Your assignment:
Each entry must be duplicated precisely, with nothing left out.

Exercise data:
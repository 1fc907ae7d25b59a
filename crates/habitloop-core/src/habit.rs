//! Habit and checkoff entities.
//!
//! A habit is defined by its cadence ([`Frequency`]); completions are
//! recorded as [`Checkoff`] events and never mutated afterwards. All
//! period math lives on `Frequency`, so the streak calculator stays
//! agnostic of what a "period" actually is.

use chrono::{DateTime, Datelike, Duration, NaiveDate, Utc};
use serde::{Deserialize, Serialize};
use std::fmt;
use std::str::FromStr;
use uuid::Uuid;

use crate::error::ValidationError;

/// How often a habit is meant to be completed.
#[derive(Debug, Clone, Copy, Serialize, Deserialize, PartialEq, Eq)]
#[serde(rename_all = "lowercase")]
pub enum Frequency {
    /// Once per calendar day.
    Daily,
    /// Once per calendar week (Monday through Sunday).
    Weekly,
}

impl Frequency {
    /// Normalize a timestamp to the period it is credited against.
    ///
    /// Daily habits key on the calendar date; weekly habits key on the
    /// Monday of the week the timestamp falls in, so any completion from
    /// Monday 00:00 up to (but excluding) the next Monday credits the
    /// same week.
    pub fn period_key(&self, ts: DateTime<Utc>) -> NaiveDate {
        let date = ts.date_naive();
        match self {
            Frequency::Daily => date,
            Frequency::Weekly => {
                date - Duration::days(i64::from(date.weekday().num_days_from_monday()))
            }
        }
    }

    /// The period key immediately following `key`.
    ///
    /// Two period keys `a` and `b` are consecutive exactly when
    /// `next_period(a) == b`.
    pub fn next_period(&self, key: NaiveDate) -> NaiveDate {
        match self {
            Frequency::Daily => key + Duration::days(1),
            Frequency::Weekly => key + Duration::days(7),
        }
    }
}

impl Default for Frequency {
    fn default() -> Self {
        Frequency::Daily
    }
}

impl fmt::Display for Frequency {
    fn fmt(&self, f: &mut fmt::Formatter<'_>) -> fmt::Result {
        match self {
            Frequency::Daily => write!(f, "daily"),
            Frequency::Weekly => write!(f, "weekly"),
        }
    }
}

impl FromStr for Frequency {
    type Err = ValidationError;

    fn from_str(s: &str) -> Result<Self, Self::Err> {
        match s.to_ascii_lowercase().as_str() {
            "daily" => Ok(Frequency::Daily),
            "weekly" => Ok(Frequency::Weekly),
            other => Err(ValidationError::UnknownFrequency(other.to_string())),
        }
    }
}

/// A recurring habit defined by the user.
#[derive(Debug, Clone, Serialize, Deserialize)]
pub struct Habit {
    /// Unique identifier
    pub id: String,
    /// Habit title
    pub title: String,
    /// What the habit is about
    pub description: String,
    /// Completion cadence
    pub frequency: Frequency,
    /// Creation timestamp
    pub created_at: DateTime<Utc>,
}

impl Habit {
    /// Build a habit with a fresh identity and creation timestamp.
    ///
    /// # Errors
    ///
    /// Returns `ValidationError::EmptyField` if title or description is
    /// empty or whitespace-only.
    pub fn new(title: &str, description: &str, frequency: Frequency) -> Result<Self, ValidationError> {
        if title.trim().is_empty() {
            return Err(ValidationError::EmptyField { field: "title" });
        }
        if description.trim().is_empty() {
            return Err(ValidationError::EmptyField { field: "description" });
        }
        Ok(Self {
            id: Uuid::new_v4().to_string(),
            title: title.to_string(),
            description: description.to_string(),
            frequency,
            created_at: Utc::now(),
        })
    }
}

/// A recorded completion event for a habit.
///
/// Checkoffs are append-only; they are removed only when their habit is
/// deleted.
#[derive(Debug, Clone, Serialize, Deserialize, PartialEq, Eq)]
pub struct Checkoff {
    /// Id of the habit this completion belongs to
    pub habit_id: String,
    /// When the completion happened
    pub timestamp: DateTime<Utc>,
}

#[cfg(test)]
mod tests {
    use super::*;
    use chrono::TimeZone;

    fn date(y: i32, m: u32, d: u32) -> NaiveDate {
        NaiveDate::from_ymd_opt(y, m, d).unwrap()
    }

    #[test]
    fn daily_period_key_is_calendar_date() {
        let ts = Utc.with_ymd_and_hms(2024, 3, 15, 23, 59, 59).unwrap();
        assert_eq!(Frequency::Daily.period_key(ts), date(2024, 3, 15));
    }

    #[test]
    fn weekly_period_key_snaps_to_monday() {
        // 2024-01-01 is a Monday; every day of that week keys to it.
        for day in 1..=7 {
            let ts = Utc.with_ymd_and_hms(2024, 1, day, 12, 0, 0).unwrap();
            assert_eq!(Frequency::Weekly.period_key(ts), date(2024, 1, 1));
        }
        // Monday 00:00 of the next week starts a new period.
        let next_monday = Utc.with_ymd_and_hms(2024, 1, 8, 0, 0, 0).unwrap();
        assert_eq!(Frequency::Weekly.period_key(next_monday), date(2024, 1, 8));
    }

    #[test]
    fn next_period_advances_by_one_cadence() {
        assert_eq!(Frequency::Daily.next_period(date(2024, 1, 31)), date(2024, 2, 1));
        assert_eq!(Frequency::Weekly.next_period(date(2024, 1, 1)), date(2024, 1, 8));
    }

    #[test]
    fn frequency_parses_case_insensitive() {
        assert_eq!("Daily".parse::<Frequency>().unwrap(), Frequency::Daily);
        assert_eq!("WEEKLY".parse::<Frequency>().unwrap(), Frequency::Weekly);
        assert!("hourly".parse::<Frequency>().is_err());
    }

    #[test]
    fn new_habit_rejects_blank_fields() {
        assert!(Habit::new("  ", "desc", Frequency::Daily).is_err());
        assert!(Habit::new("Read", "", Frequency::Daily).is_err());
    }

    #[test]
    fn new_habit_assigns_unique_ids() {
        let a = Habit::new("Read", "Read 20 pages", Frequency::Daily).unwrap();
        let b = Habit::new("Read", "Read 20 pages", Frequency::Daily).unwrap();
        assert_ne!(a.id, b.id);
    }
}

Expected answer:
repository 1fc907ae7d25b59a
filename crates/habitloop-core/src/habit.rs
//! Habit and checkoff entities.
//!
//! A habit is defined by its cadence ([`Frequency`]); completions are
//! recorded as [`Checkoff`] events and never mutated afterwards. All
//! period math lives on `Frequency`, so the streak calculator stays
//! agnostic of what a "period" actually is.

use chrono::{DateTime, Datelike, Duration, NaiveDate, Utc};
use serde::{Deserialize, Serialize};
use std::fmt;
use std::str::FromStr;
use uuid::Uuid;

use crate::error::ValidationError;

/// How often a habit is meant to be completed.
#[derive(Debug, Clone, Copy, Serialize, Deserialize, PartialEq, Eq)]
#[serde(rename_all = "lowercase")]
pub enum Frequency {
    /// Once per calendar day.
    Daily,
    /// Once per calendar week (Monday through Sunday).
    Weekly,
}

impl Frequency {
    /// Normalize a timestamp to the period it is credited against.
    ///
    /// Daily habits key on the calendar date; weekly habits key on the
    /// Monday of the week the timestamp falls in, so any completion from
    /// Monday 00:00 up to (but excluding) the next Monday credits the
    /// same week.
    pub fn period_key(&self, ts: DateTime<Utc>) -> NaiveDate {
        let date = ts.date_naive();
        match self {
            Frequency::Daily => date,
            Frequency::Weekly => {
                date - Duration::days(i64::from(date.weekday().num_days_from_monday()))
            }
        }
    }

    /// The period key immediately following `key`.
    ///
    /// Two period keys `a` and `b` are consecutive exactly when
    /// `next_period(a) == b`.
    pub fn next_period(&self, key: NaiveDate) -> NaiveDate {
        match self {
            Frequency::Daily => key + Duration::days(1),
            Frequency::Weekly => key + Duration::days(7),
        }
    }
}

impl Default for Frequency {
    fn default() -> Self {
        Frequency::Daily
    }
}

impl fmt::Display for Frequency {
    fn fmt(&self, f: &mut fmt::Formatter<'_>) -> fmt::Result {
        match self {
            Frequency::Daily => write!(f, "daily"),
            Frequency::Weekly => write!(f, "weekly"),
        }
    }
}

impl FromStr for Frequency {
    type Err = ValidationError;

    fn from_str(s: &str) -> Result<Self, Self::Err> {
        match s.to_ascii_lowercase().as_str() {
            "daily" => Ok(Frequency::Daily),
            "weekly" => Ok(Frequency::Weekly),
            other => Err(ValidationError::UnknownFrequency(other.to_string())),
        }
    }
}

/// A recurring habit defined by the user.
#[derive(Debug, Clone, Serialize, Deserialize)]
pub struct Habit {
    /// Unique identifier
    pub id: String,
    /// Habit title
    pub title: String,
    /// What the habit is about
    pub description: String,
    /// Completion cadence
    pub frequency: Frequency,
    /// Creation timestamp
    pub created_at: DateTime<Utc>,
}

impl Habit {
    /// Build a habit with a fresh identity and creation timestamp.
    ///
    /// # Errors
    ///
    /// Returns `ValidationError::EmptyField` if title or description is
    /// empty or whitespace-only.
    pub fn new(title: &str, description: &str, frequency: Frequency) -> Result<Self, ValidationError> {
        if title.trim().is_empty() {
            return Err(ValidationError::EmptyField { field: "title" });
        }
        if description.trim().is_empty() {
            return Err(ValidationError::EmptyField { field: "description" });
        }
        Ok(Self {
            id: Uuid::new_v4().to_string(),
            title: title.to_string(),
            description: description.to_string(),
            frequency,
            created_at: Utc::now(),
        })
    }
}

/// A recorded completion event for a habit.
///
/// Checkoffs are append-only; they are removed only when their habit is
/// deleted.
#[derive(Debug, Clone, Serialize, Deserialize, PartialEq, Eq)]
pub struct Checkoff {
    /// Id of the habit this completion belongs to
    pub habit_id: String,
    /// When the completion happened
    pub timestamp: DateTime<Utc>,
}

#[cfg(test)]
mod tests {
    use super::*;
    use chrono::TimeZone;

    fn date(y: i32, m: u32, d: u32) -> NaiveDate {
        NaiveDate::from_ymd_opt(y, m, d).unwrap()
    }

    #[test]
    fn daily_period_key_is_calendar_date() {
        let ts = Utc.with_ymd_and_hms(2024, 3, 15, 23, 59, 59).unwrap();
        assert_eq!(Frequency::Daily.period_key(ts), date(2024, 3, 15));
    }

    #[test]
    fn weekly_period_key_snaps_to_monday() {
        // 2024-01-01 is a Monday; every day of that week keys to it.
        for day in 1..=7 {
            let ts = Utc.with_ymd_and_hms(2024, 1, day, 12, 0, 0).unwrap();
            assert_eq!(Frequency::Weekly.period_key(ts), date(2024, 1, 1));
        }
        // Monday 00:00 of the next week starts a new period.
        let next_monday = Utc.with_ymd_and_hms(2024, 1, 8, 0, 0, 0).unwrap();
        assert_eq!(Frequency::Weekly.period_key(next_monday), date(2024, 1, 8));
    }

    #[test]
    fn next_period_advances_by_one_cadence() {
        assert_eq!(Frequency::Daily.next_period(date(2024, 1, 31)), date(2024, 2, 1));
        assert_eq!(Frequency::Weekly.next_period(date(2024, 1, 1)), date(2024, 1, 8));
    }

    #[test]
    fn frequency_parses_case_insensitive() {
        assert_eq!("Daily".parse::<Frequency>().unwrap(), Frequency::Daily);
        assert_eq!("WEEKLY".parse::<Frequency>().unwrap(), Frequency::Weekly);
        assert!("hourly".parse::<Frequency>().is_err());
    }

    #[test]
    fn new_habit_rejects_blank_fields() {
        assert!(Habit::new("  ", "desc", Frequency::Daily).is_err());
        assert!(Habit::new("Read", "", Frequency::Daily).is_err());
    }

    #[test]
    fn new_habit_assigns_unique_ids() {
        let a = Habit::new("Read", "Read 20 pages", Frequency::Daily).unwrap();
        let b = Habit::new("Read", "Read 20 pages", Frequency::Daily).unwrap();
        assert_ne!(a.id, b.id);
    }
}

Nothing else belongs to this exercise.